A craving is an environmental cue that triggers the desire to eat a specific food. Until we satisfy that craving it often will consume our every thought, making it difficult to concentrate on much else. This is a psychological response with a scientific explanation.
Magnetic resonance imaging (MRI) studies on the brain, as outlined in the Tufts Nutrition article “The Craving Brain” by Katie Fesler, show that food cravings originate in the same area of the brain as drug addictions; the areas responsible for emotions and memory. Cravings result where emotions and memory create a conditioned pleasurable response. An action triggers a positive emotion, so we then continue to practice that action so we may continue to feel the desired affect.This association leads to a learned a behavior, or formed habit. In other words, if you eat ice cream and it tastes good and makes you happy, you will no doubt want to eat it again soon so you can feel happy, again.
Hormone receptors in the brain are triggered to make feel-good chemicals with the intake of various, tasty foods. The more often we tap these receptors, the less sensitive we are to the good feelings they produce, and we need more to feel the same enjoyable response, leading to over consumption of these “feel good” foods.
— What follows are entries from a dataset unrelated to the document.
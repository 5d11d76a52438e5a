//! HTTP form server
//!
//! Serves the estimation form, a JSON API over the same pipeline and the
//! feature-importance chart. Each browser session is identified by the
//! `rumah_session` cookie and owns its own prediction history.

use axum::routing::{delete, get, post};
use axum::Router;
use std::sync::Arc;
use tracing::warn;

use crate::pipeline::Estimator;
use crate::session::store::SessionStore;
use crate::utils::plot::importance_chart_svg;

pub mod error;
pub mod handlers;
pub mod render;
pub mod session;

/// Application state shared across HTTP handlers
#[derive(Clone)]
pub struct AppState {
    pub estimator: Estimator,
    pub sessions: Arc<SessionStore>,
    /// Pre-rendered importance chart; `None` when rendering failed
    pub importance_svg: Option<Arc<String>>,
}

impl AppState {
    pub fn new(estimator: Estimator) -> Self {
        let importance_svg = match importance_chart_svg(&estimator.importances()) {
            Ok(svg) => Some(Arc::new(svg)),
            Err(e) => {
                warn!(error = %e, "Feature importance chart unavailable");
                None
            }
        };

        AppState {
            estimator,
            sessions: Arc::new(SessionStore::new()),
            importance_svg,
        }
    }

    /// Replaces the default session store, e.g. to apply configured limits.
    pub fn with_sessions(mut self, sessions: SessionStore) -> Self {
        self.sessions = Arc::new(sessions);
        self
    }
}

pub fn build_router(state: AppState) -> Router {
    Router::new()
        .route("/", get(handlers::index))
        .route("/predict", post(handlers::submit_form))
        .route("/importances.svg", get(handlers::importance_chart))
        .route("/api/predict", post(handlers::predict_json))
        .route("/api/history", get(handlers::history))
        .route("/api/importances", get(handlers::importances))
        .route("/api/session", delete(handlers::end_session))
        .route("/health", get(handlers::health))
        .with_state(state)
}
More often than not, cravings are for salty, sweet, highly caloric foods, as demonstrated in a study done by Susan Roberts at Tufts University. Therefore, recognizing and controlling our cravings can benefit our health, as we can control our consumption of these less than ideal foods in our diet.
All of our senses- image, smell, even sound- can trigger positive memories and emotions associated with a specific food and lead to a craving. For example: smelling fresh baked bread, seeing a billboard with a picture of a milkshake and fries, or hearing the crinkle of a chip bag. Even reading these words may be triggering a craving! Other conditioned responses include special occasions; at a birthday party we will eat cake. Or time of day; it is noon therefore I must eat lunch.
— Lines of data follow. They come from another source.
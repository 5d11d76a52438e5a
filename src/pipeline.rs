//! Request pipeline: validate, encode, predict, record, format, look up
//! comparable listings.

use serde::Serialize;
use std::sync::Arc;
use tracing::{debug, error, info, warn};

use crate::data::reference::{PropertyRecord, ReferenceDataset};
use crate::error::{Error, Result};
use crate::model::encoder::{CategoricalField, EncodeMap};
use crate::model::features::PropertyInput;
use crate::model::predictor::{ranked_importances, FeatureImportance, PricePredictor, TrainedModel};
use crate::session::history::{PredictionHistory, PredictionResult};
use crate::similarity::{find_similar, SimilarityQuery, DEFAULT_LIMIT};
use crate::utils::currency::CurrencyFormat;

/// Outcome of the comparable-property lookup for one request.
#[derive(Debug, Clone, PartialEq, Serialize)]
#[serde(tag = "status", content = "records", rename_all = "snake_case")]
pub enum SimilarProperties {
    Found(Vec<PropertyRecord>),
    NoMatch,
    Failed(String),
}

#[derive(Debug, Clone, Serialize)]
pub struct Estimate {
    pub result: PredictionResult,
    pub formatted_price: String,
    pub similar: SimilarProperties,
}

/// Shared, read-only state needed to serve estimates.
#[derive(Clone)]
pub struct Estimator {
    predictor: Arc<dyn PricePredictor>,
    encoder: Arc<EncodeMap>,
    dataset: Arc<ReferenceDataset>,
    similar_limit: usize,
    currency: CurrencyFormat,
}

impl Estimator {
    pub fn new(predictor: Arc<dyn PricePredictor>, encoder: EncodeMap, dataset: ReferenceDataset) -> Self {
        Estimator {
            predictor,
            encoder: Arc::new(encoder),
            dataset: Arc::new(dataset),
            similar_limit: DEFAULT_LIMIT,
            currency: CurrencyFormat::rupiah(),
        }
    }

    /// Uses the encode map stored alongside the trained network.
    pub fn from_model(model: TrainedModel, dataset: ReferenceDataset) -> Self {
        let encoder = model.encode_map.clone();
        Self::new(Arc::new(model), encoder, dataset)
    }

    pub fn with_similar_limit(mut self, limit: usize) -> Self {
        self.similar_limit = limit;
        self
    }

    pub fn with_currency(mut self, currency: CurrencyFormat) -> Self {
        self.currency = currency;
        self
    }

    pub fn encoder(&self) -> &EncodeMap {
        &self.encoder
    }

    pub fn dataset(&self) -> &ReferenceDataset {
        &self.dataset
    }

    pub fn currency(&self) -> &CurrencyFormat {
        &self.currency
    }

    pub fn format_price(&self, value: f64) -> String {
        self.currency.format(value)
    }

    /// Importances sorted by weight, largest first.
    pub fn importances(&self) -> Vec<FeatureImportance> {
        ranked_importances(self.predictor.as_ref())
    }

    /// Runs one submission and appends the prediction to `history`.
    ///
    /// Validation and prediction failures return an error and leave `history`
    /// unchanged. A failed lookup is reported inside the estimate.
    pub fn estimate(&self, input: &PropertyInput, history: &mut PredictionHistory) -> Result<Estimate> {
        if let Err(e) = input.validate() {
            warn!(error = %e, "Rejected estimate request");
            return Err(e);
        }

        for field in CategoricalField::ALL {
            let label = input.label(field);
            if self.encoder.lookup(field, label).is_none() {
                debug!(%field, label, code = field.default_code(), "Unknown label, using default code");
            }
        }

        let vector = input.to_feature_vector(&self.encoder);
        let price = self.predictor.predict(&vector).map_err(|e| {
            error!(error = %e, "Prediction failed");
            match e {
                Error::Prediction(_) => e,
                other => Error::Prediction(other.to_string()),
            }
        })?;

        let result = PredictionResult::new(price, vector);
        history.push(result.clone());
        info!(price, history = history.len(), "Prediction recorded");

        Ok(Estimate {
            formatted_price: self.currency.format(price),
            similar: self.similar_to(input, price),
            result,
        })
    }

    fn similar_to(&self, input: &PropertyInput, price: f64) -> SimilarProperties {
        let query = SimilarityQuery::from(input);
        let found = self
            .dataset
            .records()
            .and_then(|records| find_similar(records, &query, price, self.similar_limit));

        match found {
            Ok(records) if records.is_empty() => SimilarProperties::NoMatch,
            Ok(records) => SimilarProperties::Found(records.into_iter().cloned().collect()),
            Err(e) => {
                warn!(error = %e, "Similar property lookup failed");
                SimilarProperties::Failed(e.to_string())
            }
        }
    }
}

#[cfg(test)]
mod tests {
    use super::*;
    use crate::model::features::FeatureVector;
    use std::sync::atomic::{AtomicUsize, Ordering};

    struct FixedPrice {
        price: f64,
        calls: AtomicUsize,
        names: Vec<String>,
    }

    impl FixedPrice {
        fn new(price: f64) -> Self {
            FixedPrice {
                price,
                calls: AtomicUsize::new(0),
                names: crate::model::features::FEATURE_NAMES.iter().map(|s| s.to_string()).collect(),
            }
        }
    }

    impl PricePredictor for FixedPrice {
        fn feature_names(&self) -> &[String] {
            &self.names
        }

        fn predict(&self, vector: &FeatureVector) -> Result<f64> {
            self.calls.fetch_add(1, Ordering::SeqCst);
            vector.aligned(&self.names)?;
            if self.price < 0.0 {
                return Err(Error::Prediction("model exploded".to_string()));
            }
            Ok(self.price)
        }

        fn importances(&self) -> Vec<FeatureImportance> {
            vec![
                FeatureImportance { feature: "bedrooms".to_string(), weight: 0.2 },
                FeatureImportance { feature: "land_size_m2".to_string(), weight: 0.8 },
            ]
        }
    }

    fn record(title: &str, price: f64) -> PropertyRecord {
        PropertyRecord {
            bedrooms: 2.0,
            bathrooms: 1.0,
            land_size_m2: 100.0,
            building_size_m2: 80.0,
            floors: 1.0,
            building_age: None,
            garages: None,
            price_in_rp: price,
            title: title.to_string(),
            address: String::new(),
            url: String::new(),
        }
    }

    fn estimator(predictor: Arc<FixedPrice>, dataset: ReferenceDataset) -> Estimator {
        Estimator::new(predictor, EncodeMap::default(), dataset)
    }

    #[test]
    fn zero_area_short_circuits_before_the_model() {
        let predictor = Arc::new(FixedPrice::new(1.0));
        let estimator = estimator(Arc::clone(&predictor), ReferenceDataset::from(Vec::new()));
        let mut history = PredictionHistory::new();
        let input = PropertyInput {
            land_size_m2: 0.0,
            ..PropertyInput::default()
        };

        assert!(matches!(estimator.estimate(&input, &mut history), Err(Error::Validation(_))));
        assert_eq!(predictor.calls.load(Ordering::SeqCst), 0);
        assert!(history.is_empty());
    }

    #[test]
    fn successful_estimate_is_recorded_and_formatted() {
        let predictor = Arc::new(FixedPrice::new(1_000_000.0));
        let dataset = ReferenceDataset::from(vec![
            record("a", 100.0),
            record("b", 500.0),
            record("c", 1_000_000.0),
            record("d", 1_000_005.0),
        ]);
        let estimator = estimator(predictor, dataset);
        let mut history = PredictionHistory::new();

        let estimate = estimator.estimate(&PropertyInput::default(), &mut history).unwrap();
        assert_eq!(estimate.formatted_price, "Rp 1.000.000");
        assert_eq!(history.len(), 1);
        match estimate.similar {
            SimilarProperties::Found(records) => {
                let titles: Vec<&str> = records.iter().map(|r| r.title.as_str()).collect();
                assert_eq!(titles, vec!["c", "d", "b"]);
            }
            other => panic!("unexpected lookup outcome {:?}", other),
        }
    }

    #[test]
    fn prediction_failure_leaves_history_alone() {
        let estimator = estimator(Arc::new(FixedPrice::new(-1.0)), ReferenceDataset::from(Vec::new()));
        let mut history = PredictionHistory::new();
        assert!(matches!(
            estimator.estimate(&PropertyInput::default(), &mut history),
            Err(Error::Prediction(_))
        ));
        assert!(history.is_empty());
    }

    #[test]
    fn lookup_failure_still_returns_the_price() {
        let dataset = ReferenceDataset::Unavailable("missing columns".to_string());
        let estimator = estimator(Arc::new(FixedPrice::new(5.0)), dataset);
        let mut history = PredictionHistory::new();

        let estimate = estimator.estimate(&PropertyInput::default(), &mut history).unwrap();
        assert_eq!(estimate.result.predicted_price, 5.0);
        assert!(matches!(estimate.similar, SimilarProperties::Failed(_)));
    }

    #[test]
    fn no_match_is_reported_explicitly() {
        let estimator = estimator(Arc::new(FixedPrice::new(5.0)), ReferenceDataset::from(Vec::new()));
        let mut history = PredictionHistory::new();
        let estimate = estimator.estimate(&PropertyInput::default(), &mut history).unwrap();
        assert_eq!(estimate.similar, SimilarProperties::NoMatch);
    }

    #[test]
    fn importances_are_ranked() {
        let estimator = estimator(Arc::new(FixedPrice::new(5.0)), ReferenceDataset::from(Vec::new()));
        let ranked = estimator.importances();
        assert_eq!(ranked[0].feature, "land_size_m2");
    }
}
To make it worse, there are so many choices out there! The food industry produces thousands of new foods and beverages every year, and this industry is very good at playing to our senses so that we will crave their products. We want and need variety in our diets, and with too must restraint we tend to increase our cravings, however too many food product choices- too much advertisement, too much sensory overload- can lead to increased cravings and poor control of caloric intake.
Tips to Beat the Cravings:
1. Visualization. Picture or imagine a task, activity, or anything that is not food. Since cravings come from the same area of the brain as memory recall, using the brain for other purposes means you can not use it to think about or imagine food.
2. Smells. Smelling food can trigger a desire to eat, so smelling non-food will not, yet can still be pleasant. Light a candle, burn some incense, put on lotion, etc.
3. Move. Walk or otherwise get up and move when you feel a craving come on; this will change your environment and senses used.
4. Don’t deny. As stated above, we need variety, but too much can be hard to control, and denying ourselves foods can also lead to increased cravings for them. So, pick a group of wholesome foods you like and stick with these as the bulk of your diet, rotating foods seasonally. Then, pick a few indulgences, one or two, that you normally might crave and you know are not in the wholesome, healthful diet category you have already established, and allow yourself these without over doing the portions.
If your whole diet consists of these indulgences, the goal will be to cut back and replace them slowly, so it is not overly dramatic on your mood or memory!
Katie Fesler, “The Craving Brain” Tufts Nutrition. Winter 2014, p 14-17.